Journal of agricultural and food chemistry 1998 v.46 no.6 pp. 2319-2328
fish products, precooked foods, washing, cooking, duration, temperature, frozen storage, lipid peroxidation, peroxide value, food composition, herring
A 2(3) factorial experimental design was used to investigate the effect of washing in combination with precooking on the oxidative stability of lipids in minced herring (Clupea harengus) at -18 degrees C. The following variables were studied: washing (no, yes), cooking time (38, 54 mm), and cooking temperature (55, 100 degrees C). The responses monitored were peroxide value (PV), absorbance at 234 nm (A234), absorbance at 268 nm (A268), and lipid soluble fluorescent products (FP). A partial least-squares regression analysis (PLS) revealed that the best lipid stability was obtained at minimum cooking time and at lower temperature.

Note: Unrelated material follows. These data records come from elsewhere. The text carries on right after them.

use concordium_std::{
    collections::BTreeMap, fmt::Debug, schema, AccountAddress, Amount, SchemaType, Serial, Write,
};

pub mod error;
pub mod types;

use types::{ContractTokenAmount, GrantIndex, ParamKind};

// ---------------------------------------

/// Tag for the Purchase event.
pub const PURCHASE_EVENT_TAG: u8 = 1u8;
pub const RELEASE_EVENT_TAG: u8 = 2u8;
pub const PARAM_CHANGE_EVENT_TAG: u8 = 3u8;
pub const FINALIZE_EVENT_TAG: u8 = 4u8;
pub const UNSOLD_WITHDRAW_EVENT_TAG: u8 = 5u8;

/// A settled purchase. `grant` references the vesting grant the allocation
/// went into, or is `None` for a direct transfer.
#[derive(Debug, Serial, SchemaType)]
pub struct PurchaseEvent {
    pub payer: AccountAddress,
    pub payment: Amount,
    pub tokens: ContractTokenAmount,
    pub grant: Option<GrantIndex>,
}

/// A nonzero release out of one vesting account.
#[derive(Debug, Serial, SchemaType)]
pub struct ReleaseEvent {
    pub beneficiary: AccountAddress,
    pub grant_index: GrantIndex,
    pub amount: ContractTokenAmount,
}

/// One administrative parameter changed. `value` is the raw new value
/// (millisecond timestamp, price, cap or limit depending on `kind`).
#[derive(Debug, Serial, SchemaType)]
pub struct ParamChangeEvent {
    pub kind: ParamKind,
    pub value: u64,
}

#[derive(Debug, Serial, SchemaType)]
pub struct FinalizeEvent {
    pub unsold: ContractTokenAmount,
}

#[derive(Debug, Serial, SchemaType)]
pub struct UnsoldWithdrawEvent {
    pub to: AccountAddress,
    pub amount: ContractTokenAmount,
}

/// Tagged events to be serialized for the event log.
#[derive(Debug)]
pub enum SaleEvent {
    Purchase(PurchaseEvent),
    Release(ReleaseEvent),
    ParamChange(ParamChangeEvent),
    Finalize(FinalizeEvent),
    UnsoldWithdraw(UnsoldWithdrawEvent),
}

impl Serial for SaleEvent {
    fn serial<W: Write>(&self, out: &mut W) -> Result<(), W::Err> {
        match self {
            SaleEvent::Purchase(event) => {
                out.write_u8(PURCHASE_EVENT_TAG)?;
                event.serial(out)
            }
            SaleEvent::Release(event) => {
                out.write_u8(RELEASE_EVENT_TAG)?;
                event.serial(out)
            }
            SaleEvent::ParamChange(event) => {
                out.write_u8(PARAM_CHANGE_EVENT_TAG)?;
                event.serial(out)
            }
            SaleEvent::Finalize(event) => {
                out.write_u8(FINALIZE_EVENT_TAG)?;
                event.serial(out)
            }
            SaleEvent::UnsoldWithdraw(event) => {
                out.write_u8(UNSOLD_WITHDRAW_EVENT_TAG)?;
                event.serial(out)
            }
        }
    }
}

impl schema::SchemaType for SaleEvent {
    fn get_type() -> schema::Type {
        let mut event_map = BTreeMap::new();
        event_map.insert(
            PURCHASE_EVENT_TAG,
            (
                "Purchase".to_string(),
                schema::Fields::Named(vec![
                    (String::from("payer"), AccountAddress::get_type()),
                    (String::from("payment"), Amount::get_type()),
                    (String::from("tokens"), ContractTokenAmount::get_type()),
                    (String::from("grant"), Option::<GrantIndex>::get_type()),
                ]),
            ),
        );
        event_map.insert(
            RELEASE_EVENT_TAG,
            (
                "Release".to_string(),
                schema::Fields::Named(vec![
                    (String::from("beneficiary"), AccountAddress::get_type()),
                    (String::from("grant_index"), GrantIndex::get_type()),
                    (String::from("amount"), ContractTokenAmount::get_type()),
                ]),
            ),
        );
        event_map.insert(
            PARAM_CHANGE_EVENT_TAG,
            (
                "ParamChange".to_string(),
                schema::Fields::Named(vec![
                    (String::from("kind"), ParamKind::get_type()),
                    (String::from("value"), u64::get_type()),
                ]),
            ),
        );
        event_map.insert(
            FINALIZE_EVENT_TAG,
            (
                "Finalize".to_string(),
                schema::Fields::Named(vec![(
                    String::from("unsold"),
                    ContractTokenAmount::get_type(),
                )]),
            ),
        );
        event_map.insert(
            UNSOLD_WITHDRAW_EVENT_TAG,
            (
                "UnsoldWithdraw".to_string(),
                schema::Fields::Named(vec![
                    (String::from("to"), AccountAddress::get_type()),
                    (String::from("amount"), ContractTokenAmount::get_type()),
                ]),
            ),
        );
        schema::Type::TaggedEnum(event_map)
    }
}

On the basis of compositional analyses and in vitro experiments, this finding was proposed to be due to heat inactivation of catalytic enzymes, without simultaneous activation, for example, of hemoproteins. Washing reduced these benefits from precooking by removal of pro-oxidative enzymes and also through a reduction in the amount of antioxidants as well as a relative increase in phospholipids and free fatty acids in the fat.